COW – Q 1.2

COW

*CASE OF THE WEEK*

HPI: 2-year-old boy with a history of eczema presents after a possible clonidine ingestion. The mother states that she put the child ton bed and upon checking on him later in the night, found him with an open pill bottle of 0.1 mg clonidine tablets. She apparently had left her purse reachable to the child. She is not sure if and how many pills the child ingested. Incident occurred at 11:00PM. The mother noticed the patient became lethargic and limp;  therefore, she brought him to the SG ED.

ROS: unable to obtain

PMH: Eczema

PSH: None

Meds: None

Social History: Lives at home with mother, shots UTD

Do you have a list of medications in the home?

Physical Exam

Blood pressure: 116/62, Pulse 123, Temperature 36.7, respiratory rate 20.

General:  Well nourished, Well developed, difficult to arouse with stimulation

Eye: Pupils are small, 2  mm, equal and reactive.

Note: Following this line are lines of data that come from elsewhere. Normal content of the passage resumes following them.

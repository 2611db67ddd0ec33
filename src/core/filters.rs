//! The fixed catalog of filters the processing service understands.

use std::fmt;
use std::str::FromStr;
use serde::{Deserialize, Serialize};

#[derive(Debug, Clone, Copy, PartialEq, Eq, Hash, Serialize, Deserialize)]
#[serde(rename_all = "snake_case")]
pub enum FilterChoice {
    Sharpen,
    Blur,
    EdgeX,
    Emboss,
    Outline,
    HighPass,
}

impl FilterChoice {
    /// Catalog order, as presented to the user.
    pub const ALL: [FilterChoice; 6] = [
        Self::Sharpen,
        Self::Blur,
        Self::EdgeX,
        Self::Emboss,
        Self::Outline,
        Self::HighPass,
    ];

    /// Wire identifier sent in the `filter` form field and used in artifact names.
    pub fn id(&self) -> &'static str {
        match self {
            Self::Sharpen => "sharpen",
            Self::Blur => "blur",
            Self::EdgeX => "edge_x",
            Self::Emboss => "emboss",
            Self::Outline => "outline",
            Self::HighPass => "high_pass",
        }
    }

    pub fn description(&self) -> &'static str {
        match self {
            Self::Sharpen => "Enhance edge details and clarity",
            Self::Blur => "Smooth out noise and details",
            Self::EdgeX => "Detect horizontal edges and boundaries",
            Self::Emboss => "Create 3D relief effect",
            Self::Outline => "Extract image contours",
            Self::HighPass => "Highlight fine details and textures",
        }
    }

    pub fn icon(&self) -> &'static str {
        match self {
            Self::Sharpen => "✧",
            Self::Blur => "◎",
            Self::EdgeX => "⟷",
            Self::Emboss => "◢",
            Self::Outline => "◇",
            Self::HighPass => "◈",
        }
    }

    /// Human label: `edge_x` becomes `Edge X`.
    pub fn label(&self) -> String {
        self.id()
            .split('_')
            .map(|word| {
                let mut chars = word.chars();
                match chars.next() {
                    Some(first) => first.to_uppercase().chain(chars).collect::<String>(),
                    None => String::new(),
                }
            })
            .collect::<Vec<_>>()
            .join(" ")
    }

    pub fn info(&self) -> FilterInfo {
        FilterInfo {
            id: *self,
            label: self.label(),
            description: self.description(),
            icon: self.icon(),
        }
    }
}

impl fmt::Display for FilterChoice {
    fn fmt(&self, f: &mut fmt::Formatter<'_>) -> fmt::Result {
        f.write_str(self.id())
    }
}

impl FromStr for FilterChoice {
    type Err = String;

    fn from_str(s: &str) -> Result<Self, Self::Err> {
        Self::ALL
            .into_iter()
            .find(|filter| filter.id() == s)
            .ok_or_else(|| format!("Unknown filter: {s}"))
    }
}

/// Catalog entry as shown in the filter picker.
#[derive(Debug, Clone, PartialEq, Eq, Serialize)]
pub struct FilterInfo {
    pub id: FilterChoice,
    pub label: String,
    pub description: &'static str,
    pub icon: &'static str,
}

/// The whole catalog in presentation order.
pub fn catalog() -> Vec<FilterInfo> {
    FilterChoice::ALL.iter().map(FilterChoice::info).collect()
}
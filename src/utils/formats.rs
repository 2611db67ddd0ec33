use serde::{Deserialize, Serialize};
use std::str::FromStr;
use crate::utils::ValidationError;

/// Upload size limit enforced before anything is read or sent (15 MiB).
pub const MAX_FILE_SIZE: u64 = 15 * 1024 * 1024;

/// Image formats the processing endpoint accepts from this client.
#[derive(Debug, Clone, Copy, PartialEq, Eq, Serialize, Deserialize)]
#[serde(rename_all = "lowercase")]
pub enum SourceFormat {
    PNG,
    JPEG,
    BMP,
}

impl SourceFormat {
    pub const ALL: [SourceFormat; 3] = [Self::PNG, Self::JPEG, Self::BMP];

    /// Every accepted extension, lowercase, e.g. for a file dialog filter.
    pub fn all_extensions() -> Vec<&'static str> {
        Self::ALL.iter().flat_map(|format| format.extensions().iter().copied()).collect()
    }

    /// Get file extensions associated with this format
    pub fn extensions(&self) -> &'static [&'static str] {
        match self {
            Self::PNG => &["png"],
            Self::JPEG => &["jpg", "jpeg"],
            Self::BMP => &["bmp"],
        }
    }

    /// Check if the extension matches this format
    pub fn matches_extension(&self, ext: &str) -> bool {
        let ext = ext.to_lowercase();
        self.extensions().contains(&ext.as_str())
    }

    /// MIME type sent with the multipart file field
    pub fn mime(&self) -> &'static str {
        match self {
            Self::PNG => "image/png",
            Self::JPEG => "image/jpeg",
            Self::BMP => "image/bmp",
        }
    }
}

impl FromStr for SourceFormat {
    type Err = ValidationError;

    fn from_str(ext: &str) -> Result<Self, Self::Err> {
        let ext = ext.to_lowercase();
        match ext.as_str() {
            "png" => Ok(Self::PNG),
            "jpg" | "jpeg" => Ok(Self::JPEG),
            "bmp" => Ok(Self::BMP),
            _ => Err(ValidationError::unsupported(ext)),
        }
    }
}

/// Get format from a display file name.
///
/// The extension is whatever follows the last `.`; a name without one is unsupported.
pub fn format_from_name(name: &str) -> Result<SourceFormat, ValidationError> {
    let (_, ext) = name
        .rsplit_once('.')
        .ok_or_else(|| ValidationError::unsupported(name))?;

    SourceFormat::from_str(ext).map_err(|_| ValidationError::unsupported(name))
}
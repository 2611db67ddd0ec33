//! Error types for the filter studio.
//!
//! Provides a hierarchy of error types using `thiserror` for ergonomic error handling.
//! Submission failures live outside [`StudioError`]: they end up in the terminal
//! `Failed` processing state rather than in an `Err`.

use std::io;
use thiserror::Error;
use serde::Serialize;

use crate::utils::formats::MAX_FILE_SIZE;

/// Generic message shown for every transport-level failure.
pub const OFFLINE_MESSAGE: &str = "Failed to process the image. Server might be offline.";

/// Local validation errors. None of these ever reach the network.
#[derive(Error, Debug, Clone, PartialEq, Eq, Serialize)]
#[serde(tag = "kind", rename_all = "camelCase")]
pub enum ValidationError {
    /// Candidate exceeds the upload size limit
    #[error("File is too large. Please select an image under {}.", size_label(*.limit))]
    FileTooLarge { size: u64, limit: u64 },
    /// Extension outside the supported set
    #[error("Unsupported file type. Please use PNG, JPG, JPEG, or BMP.")]
    UnsupportedType { name: String },
    /// Submission attempted without a selection
    #[error("Please select an image first!")]
    NoFileSelected,
}

/// Renderer errors.
#[derive(Error, Debug, Clone, PartialEq, Eq, Serialize)]
pub enum RenderError {
    /// The operation needs a succeeded submission
    #[error("No processed image is available yet")]
    NotReady,
}

/// Why a submission ended in the `Failed` state.
#[derive(Error, Debug, Clone, PartialEq, Eq, Serialize)]
#[serde(tag = "kind", rename_all = "camelCase")]
pub enum SubmitFailure {
    /// Handled failure reported by the processing endpoint, kept verbatim
    #[error("{message}")]
    Server { message: String },
    /// Unreachable endpoint, timeout, non-2xx status or malformed body
    #[error("Failed to process the image. Server might be offline.")]
    Transport { detail: String },
}

/// Main error type for the studio.
///
/// All errors in the application are converted to this type before being
/// returned to the frontend.
#[derive(Error, Debug, Serialize)]
pub enum StudioError {
    /// Candidate or submission precondition failed
    #[error("Validation error: {0}")]
    Validation(#[from] ValidationError),

    /// Renderer operation not available in the current state
    #[error("Render error: {0}")]
    Render(#[from] RenderError),

    /// File IO error
    #[error("IO error: {0}")]
    IO(String),

    /// Invalid client configuration
    #[error("Configuration error: {0}")]
    Config(String),

    /// HTTP request outside the submission lifecycle (health, export fetch)
    #[error("HTTP error: {0}")]
    Http(String),

    /// A newer browse or drop replaced this ingestion before it finished
    #[error("Selection of {0} was superseded by a newer one")]
    Superseded(String),
}

/// Renders a byte limit the way the UI copy states it: `15MB`, `512KB`, `100 bytes`.
fn size_label(bytes: u64) -> String {
    const KIB: u64 = 1024;
    const MIB: u64 = 1024 * KIB;

    match bytes {
        b if b >= MIB && b % MIB == 0 => format!("{}MB", b / MIB),
        b if b >= KIB && b % KIB == 0 => format!("{}KB", b / KIB),
        b => format!("{b} bytes"),
    }
}

/// Convenience result type for studio operations.
pub type StudioResult<T> = Result<T, StudioError>;

impl ValidationError {
    pub fn too_large(size: u64) -> Self {
        Self::too_large_for(size, MAX_FILE_SIZE)
    }

    pub fn too_large_for(size: u64, limit: u64) -> Self {
        Self::FileTooLarge { size, limit }
    }

    pub fn unsupported(name: impl Into<String>) -> Self {
        Self::UnsupportedType { name: name.into() }
    }
}

impl SubmitFailure {
    pub fn server(message: impl Into<String>) -> Self {
        Self::Server { message: message.into() }
    }

    pub fn transport(detail: impl Into<String>) -> Self {
        Self::Transport { detail: detail.into() }
    }
}

impl StudioError {
    pub fn io<T: Into<String>>(msg: T) -> Self {
        Self::IO(msg.into())
    }

    pub fn config<T: Into<String>>(msg: T) -> Self {
        Self::Config(msg.into())
    }

    pub fn http<T: Into<String>>(msg: T) -> Self {
        Self::Http(msg.into())
    }
}

// Convert std::io::Error to StudioError
impl From<io::Error> for StudioError {
    fn from(err: io::Error) -> Self {
        Self::IO(err.to_string())
    }
}

impl From<reqwest::Error> for StudioError {
    fn from(err: reqwest::Error) -> Self {
        Self::Http(err.to_string())
    }
}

HENT:  Normocephalic, Atraumatic.

Respiratory:  Lungs CTA bilaterally.

Cardiovascular:  Tachycardic, S1 auscultated, S2 auscultated, No rub, No murmur, No gallop, Good pulses equal in all extremities, Normal peripheral perfusion, No edema.

Gastrointestinal:  Soft, Non-tender, Non-distended, Normal bowel sounds, No organomegaly.

Musculoskeletal:  Normal range of motion, No swelling, No deformity.

Integumentary:  Warm, Dry.

Neurologic:  Normal deep tendon reflexes, Not alert,  No clonus or other abnormal movements, Moving all four extremeties, Non focal exam.

LABS: 

ABG: 7.29/32/86/15

White count 6, hgb 10.9

APAP, salicylate undetectable

Electrolytes normal; What was the AG?

QUESTION 1:

QUESTION 2:

QUESTION 3:

BONUS QUESTION 4:

Presented by Dr. Andrew King. 

radER Case 13.2 (#14)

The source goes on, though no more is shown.